Passive radiative cooling does not require any energy input and has a great promise to help address global energy challenges. A 2D mathematical model based on the thermal energy balance approach was developed from the first principle and used to study the feasibility of employing the principles of passive radiative cooling for diurnal comfort space cooling in buildings. The model has been parameterized using Owerri climatic data as a typical tropical climate. The model equation was discretized in a 2D geometry of a scalable Silica-Poymethylpentene (SiO2-TPX) metamaterial with an average emissivity of 0.93 within the atmospheric window (8–13 µm) and reflectivity of 96% within the solar spectrum (0.2–3 µm) using a finite element numerical scheme. The processing was done in FlexPDE Finite Element Model Builder and Numerical Solver version 7.21/W64 3D. The temperature history, underlying energy variables, and cooling potential of the diurnal passive radiative cooler were accurately predicted from simulations for the study location.
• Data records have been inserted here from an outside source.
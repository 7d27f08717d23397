//! # Product Handlers
//!
//! ## Listing Query
//! ```text
//! GET /products?q=arroz&stock=out&order=price_asc&page=2
//!
//!   q      substring of code OR description
//!   stock  "out" → only products with stock = 0
//!   order  newest | oldest | price_desc | price_asc (nuevo/viejo/mayor/menor)
//!   page   1-based
//! ```
//!
//! Prices travel as decimal strings ("2.50") on input and as cents on output.

use axum::body::Bytes;
use axum::extract::{Path, Query, State};
use axum::http::StatusCode;
use axum::Json;
use mostrador_core::{ImportReport, Money, NewProduct, Page, Product, ProductFilter, ProductOrder};
use serde::Deserialize;
use tracing::debug;

use crate::error::{ApiError, ApiResult};
use crate::state::AppState;

#[derive(Debug, Default, Deserialize)]
#[serde(default)]
pub struct ProductQuery {
    pub q: Option<String>,
    pub stock: Option<String>,
    pub order: Option<String>,
    pub page: Option<u32>,
    pub per_page: Option<u32>,
}

impl ProductQuery {
    pub fn into_filter(self, default_per_page: u32) -> ApiResult<ProductFilter> {
        let order = match self.order.as_deref().map(str::trim) {
            Some(order) if !order.is_empty() => order.parse::<ProductOrder>()?,
            _ => ProductOrder::default(),
        };

        let out_of_stock_only = matches!(
            self.stock.as_deref().map(str::trim),
            Some("out") | Some("sin")
        );

        Ok(ProductFilter {
            search: self.q,
            out_of_stock_only,
            order,
            page: self.page.unwrap_or(1),
            per_page: self.per_page.unwrap_or(default_per_page),
        })
    }
}

/// Create/update body.
#[derive(Debug, Deserialize)]
pub struct ProductInput {
    pub code: String,
    pub description: String,
    /// Decimal string, e.g. "2.50"
    pub price: String,
    pub stock: i64,
}

impl ProductInput {
    fn into_new_product(self) -> ApiResult<NewProduct> {
        let price = Money::parse_decimal(&self.price)?;
        Ok(NewProduct {
            code: self.code,
            description: self.description,
            price_cents: price.cents(),
            stock: self.stock,
        })
    }
}

pub async fn list_products(
    State(state): State<AppState>,
    Query(query): Query<ProductQuery>,
) -> ApiResult<Json<Page<Product>>> {
    let filter = query.into_filter(state.config.store.page_size)?;
    debug!(?filter, "list_products");

    let page = state.db.products().list(&filter).await?;
    Ok(Json(page))
}

/// Products with stock left, for the sale screen picker.
pub async fn available_products(State(state): State<AppState>) -> ApiResult<Json<Vec<Product>>> {
    Ok(Json(state.db.products().available().await?))
}

pub async fn get_product(
    State(state): State<AppState>,
    Path(id): Path<i64>,
) -> ApiResult<Json<Product>> {
    Ok(Json(state.db.products().get_by_id(id).await?))
}

pub async fn create_product(
    State(state): State<AppState>,
    Json(input): Json<ProductInput>,
) -> ApiResult<(StatusCode, Json<Product>)> {
    let product = state.db.products().insert(input.into_new_product()?).await?;
    Ok((StatusCode::CREATED, Json(product)))
}

pub async fn update_product(
    State(state): State<AppState>,
    Path(id): Path<i64>,
    Json(input): Json<ProductInput>,
) -> ApiResult<Json<Product>> {
    let product = state
        .db
        .products()
        .update(id, input.into_new_product()?)
        .await?;
    Ok(Json(product))
}

/// Deletes a product that has never been sold.
pub async fn delete_product(
    State(state): State<AppState>,
    Path(id): Path<i64>,
) -> ApiResult<StatusCode> {
    state.db.products().delete(id).await?;
    Ok(StatusCode::NO_CONTENT)
}

/// Upserts the catalog from an `.xlsx` body (Code, Description, Price, Stock).
pub async fn import_spreadsheet(
    State(state): State<AppState>,
    body: Bytes,
) -> ApiResult<Json<ImportReport>> {
    if body.is_empty() {
        return Err(ApiError::validation("Import file is empty"));
    }
    Ok(Json(state.db.products().import_spreadsheet(&body).await?))
}

/// Upserts the catalog from a marketplace `;`-separated export.
pub async fn import_marketplace(
    State(state): State<AppState>,
    body: Bytes,
) -> ApiResult<Json<ImportReport>> {
    if body.is_empty() {
        return Err(ApiError::validation("Import file is empty"));
    }
    Ok(Json(state.db.products().import_marketplace_csv(&body).await?))
}

#[cfg(test)]
mod tests {
    use super::*;

    #[test]
    fn test_query_defaults() {
        let filter = ProductQuery::default().into_filter(20).unwrap();
        assert_eq!(filter, ProductFilter::default());
    }

    #[test]
    fn test_query_maps_stock_and_order() {
        let query = ProductQuery {
            q: Some("arroz".to_string()),
            stock: Some("out".to_string()),
            order: Some("menor".to_string()),
            page: Some(3),
            per_page: None,
        };
        let filter = query.into_filter(50).unwrap();
        assert!(filter.out_of_stock_only);
        assert_eq!(filter.order, ProductOrder::PriceAsc);
        assert_eq!(filter.page, 3);
        assert_eq!(filter.per_page, 50);
    }

    #[test]
    fn test_unknown_order_is_rejected() {
        let query = ProductQuery {
            order: Some("random".to_string()),
            ..Default::default()
        };
        assert!(query.into_filter(20).is_err());
    }

    #[test]
    fn test_input_parses_decimal_price() {
        let input = ProductInput {
            code: "P001".to_string(),
            description: "Arroz 1 kg".to_string(),
            price: "2.50".to_string(),
            stock: 100,
        };
        assert_eq!(input.into_new_product().unwrap().price_cents, 250);
    }
}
From the simulation results, which span from the hours of 6:00 a.m. to 6:00 p.m. of the day, the maximum sub-ambient temperature of the cooler was 5oC under direct solar irradiation during the day. The maximum cooling power recorded was 94 W/m2.Therefore, with the development of metamaterials, diurnal passive radiative cooling can enhance the drop in the indoor temperature of buildings when applied as direct fenestration materials, ensure net-zero energy buildings, and aid in offsetting the skyrocketing energy bills arising from increasing space cooling needs in the tropics.